Although the Liberty Humane Shelter and Liberty County Animal Control are separate entities, they are housed in the same building.
Frye said the facility was given 14 days to drastically reduce the rodent population. The same afternoon the Department of Agriculture representative visited, the staff made phone calls, developed a plan and started working with Yates-Astro Pest Control Services in Hinesville to eliminate the problem.
“We were made aware during a routine walk-through about the situation,” County Administrator Joey Brown said. “Despite all the cleaning we do, it is an outdoor facility … We contacted professionals and are working on removing extra food, food containers and taking extra precautions and, so far, the added measures appear to be working.”
“We’ve already put it into effect and we have seen a drastic reduction already,” Frye said. “I’m an optimistic person, but at this point I don’t foresee them telling us that we have to move the animals or close. Even the exterminators came out today (Monday) and changed out all the bait stations and reset all the traps … Yates-Astro has been nice and kind and even came out after hours to see what we were dealing with. It’s amazing, the difference.”
Frye said in addition to the traps and extermination procedures, the staff has made many general improvements to remedy the situation. She said the proactive approach saved the shelter the hassle of finding temporary housing for the animals and prevented animal control from having to euthanize animals on their side earlier than necessary.
“We had a lot of areas where the rats could live and breathe and we closed those up,” Frye said.
She said the kennels in the animal control section are separated by cinder blocks, which helps to reduce the spread of canine diseases. However, the blocks were placed in a way that allowed rats to crawl into the center of the blocks where they could live and breed. They have since sealed all the block openings with cement.
Frye said they also took the GDA’s and the exterminators’ advice on limiting the food supply and storing food items.
“We are dumping the food into metal containers to hold the food so the rodents can’t chew through the plastic to get to the food,” she said.
Frye said it’s not a problem that will be completely resolved in a few weeks, but the staff has made enough progress to keep the facility open and they’re still working to keep the rats away.
However, the ordeal has strained the shelter’s already-tight budget as the large, metal, food-storage containers were costly.
“We haven’t found a good answer as to where we are going to house all our food because we get such large quantities donated,” Frye said. “But we are looking into some old-style chest freezers — something [rats] can’t chew through.”
As the animal control and shelter personnel work through the rodent issue, they are also preparing for the cold winter months ahead.
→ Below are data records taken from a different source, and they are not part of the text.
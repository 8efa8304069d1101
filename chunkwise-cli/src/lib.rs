//! Chunkwise CLI library
//!
//! This library provides the command-line interface for chunking PDF and
//! plain-text documents into overlapping, boundary-aware segments.

pub mod commands;
pub mod config;
pub mod error;
pub mod extract;
pub mod input;
pub mod output;
pub mod progress;

pub use error::{CliError, CliResult};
Frye said the staff still has plenty of blankets but will need lots of bleach to keep all areas clean and rodent-free. In addition, they need large garbage bags and large, rat-proof solid food containers.
Brown said the county is in the planning stages of building a newer, more modern animal control facility and officials have been visiting neighboring facilities to get ideas.
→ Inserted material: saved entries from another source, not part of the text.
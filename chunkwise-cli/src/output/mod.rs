//! Output formatting module
//!
//! Every format is a [`ChunkSink`]; the plain report comes straight from
//! `chunkwise-core`.

use chunkwise_core::{ChunkSink, ReportSink};
use serde::{Deserialize, Serialize};
use std::io::Write;

pub mod json;
pub mod markdown;

pub use json::JsonSink;
pub use markdown::MarkdownSink;

/// Supported output formats
#[derive(Debug, Clone, Copy, PartialEq, Eq, Default, clap::ValueEnum, Serialize, Deserialize)]
#[serde(rename_all = "lowercase")]
pub enum OutputFormat {
    /// Delimited plain-text report, one section per chunk
    #[default]
    Report,
    /// JSON array of chunk records
    Json,
    /// Markdown document with one heading per chunk
    Markdown,
}

impl OutputFormat {
    /// Name as accepted on the command line
    pub fn as_str(&self) -> &'static str {
        match self {
            OutputFormat::Report => "report",
            OutputFormat::Json => "json",
            OutputFormat::Markdown => "markdown",
        }
    }

    /// All formats, in display order
    pub fn all() -> [OutputFormat; 3] {
        [OutputFormat::Report, OutputFormat::Json, OutputFormat::Markdown]
    }
}

/// Build the sink for `format` over `writer`
pub fn create_sink<'a, W>(format: OutputFormat, writer: W, pretty_json: bool) -> Box<dyn ChunkSink + 'a>
where
    W: Write + 'a,
{
    match format {
        OutputFormat::Report => Box::new(ReportSink::new(writer)),
        OutputFormat::Json => Box::new(JsonSink::new(writer, pretty_json)),
        OutputFormat::Markdown => Box::new(MarkdownSink::new(writer)),
    }
}
//! Document and batch processing
//!
//! Ties a [`TextSource`] to a [`Chunker`]: extract, clean, split, then stamp
//! source metadata. A batch never fails as a whole; documents that cannot be
//! extracted are recorded and skipped. Results keep the order the documents
//! were requested in.

use crate::{
    chunk::Chunk,
    chunker::Chunker,
    error::SourceError,
    metadata::{attach_source, source_name},
    source::TextSource,
};
use indexmap::IndexMap;
use std::path::{Path, PathBuf};

/// A document that could not be chunked
#[derive(Debug)]
pub struct DocumentFailure {
    /// The document as requested
    pub path: PathBuf,
    /// Why it was skipped
    pub error: SourceError,
}

/// Result of chunking a set of documents
#[derive(Debug, Default)]
pub struct BatchOutcome {
    /// Chunks per document, keyed by base file name, in request order
    pub documents: IndexMap<String, Vec<Chunk>>,
    /// Documents that were skipped
    pub failures: Vec<DocumentFailure>,
    succeeded: usize,
}

impl BatchOutcome {
    /// Number of documents chunked successfully
    ///
    /// Counts every document, including those whose entry in
    /// [`documents`](Self::documents) was replaced by a later document with
    /// the same file name.
    pub fn succeeded(&self) -> usize {
        self.succeeded
    }

    /// Number of documents skipped
    pub fn failed(&self) -> usize {
        self.failures.len()
    }

    /// Chunk count across all documents
    pub fn total_chunks(&self) -> usize {
        self.documents.values().map(Vec::len).sum()
    }

    fn record(&mut self, path: &Path, result: Result<Vec<Chunk>, SourceError>) {
        match result {
            Ok(chunks) => {
                self.succeeded += 1;
                let name = source_name(path);
                // The replaced entry keeps its original position
                if let Some(previous) = self.documents.insert(name.clone(), chunks) {
                    log::warn!(
                        "{} replaces an earlier document named {name} ({} chunks dropped from output)",
                        path.display(),
                        previous.len()
                    );
                }
            }
            Err(error) => {
                log::warn!("Error processing {}: {error}", path.display());
                self.failures.push(DocumentFailure {
                    path: path.to_path_buf(),
                    error,
                });
            }
        }
    }
}

/// Extraction plus chunking for whole documents
#[derive(Debug)]
pub struct DocumentPipeline<S> {
    chunker: Chunker,
    source: S,
}

impl<S: TextSource> DocumentPipeline<S> {
    /// Create a pipeline over a text source
    pub fn new(chunker: Chunker, source: S) -> Self {
        Self { chunker, source }
    }

    /// The chunker in use
    pub fn chunker(&self) -> &Chunker {
        &self.chunker
    }

    /// The text source in use
    pub fn source(&self) -> &S {
        &self.source
    }

    /// Chunk a single document
    pub fn process_document(&self, path: &Path) -> Result<Vec<Chunk>, SourceError> {
        let raw = self.source.extract(path)?;
        let mut chunks = self.chunker.chunk_text(&raw);
        attach_source(&mut chunks, path);

        log::info!(
            "Processed {}: {} chunks created",
            source_name(path),
            chunks.len()
        );
        Ok(chunks)
    }

    /// Chunk documents one after another
    pub fn process_batch<P: AsRef<Path>>(&self, paths: &[P]) -> BatchOutcome {
        self.process_batch_with(paths, |_, _| {})
    }

    /// Chunk documents one after another, reporting each completion
    ///
    /// `on_document` receives the path and whether it succeeded.
    pub fn process_batch_with<P, F>(&self, paths: &[P], mut on_document: F) -> BatchOutcome
    where
        P: AsRef<Path>,
        F: FnMut(&Path, bool),
    {
        let mut outcome = BatchOutcome::default();

        for path in paths {
            let path = path.as_ref();
            let result = self.process_document(path);
            on_document(path, result.is_ok());
            outcome.record(path, result);
        }

        outcome
    }

    /// Chunk documents on the current rayon pool
    ///
    /// Results are merged in input order, so the outcome matches
    /// [`process_batch`](Self::process_batch).
    #[cfg(feature = "parallel")]
    pub fn process_batch_parallel<P>(&self, paths: &[P]) -> BatchOutcome
    where
        P: AsRef<Path> + Sync,
    {
        use rayon::prelude::*;

        let results: Vec<_> = paths
            .par_iter()
            .map(|path| self.process_document(path.as_ref()))
            .collect();

        let mut outcome = BatchOutcome::default();
        for (path, result) in paths.iter().zip(results) {
            outcome.record(path.as_ref(), result);
        }
        outcome
    }
}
Frye said she and her staff want to put this issue behind them and focus on fundraisers to get them through the cold spell.
The shelter’s big annual moneymaker, the Pouring for Paws Celebrity Bartending event, is slated for Nov. 19 at Vann’s Bar and Grill.
“We are looking for a good crowd and I’m still getting my bartenders ready, but I do have a few already lined up,” Frye said. “We will participate in the holiday parade. But our big event is the Pouring for Paws and we will need some help with it.”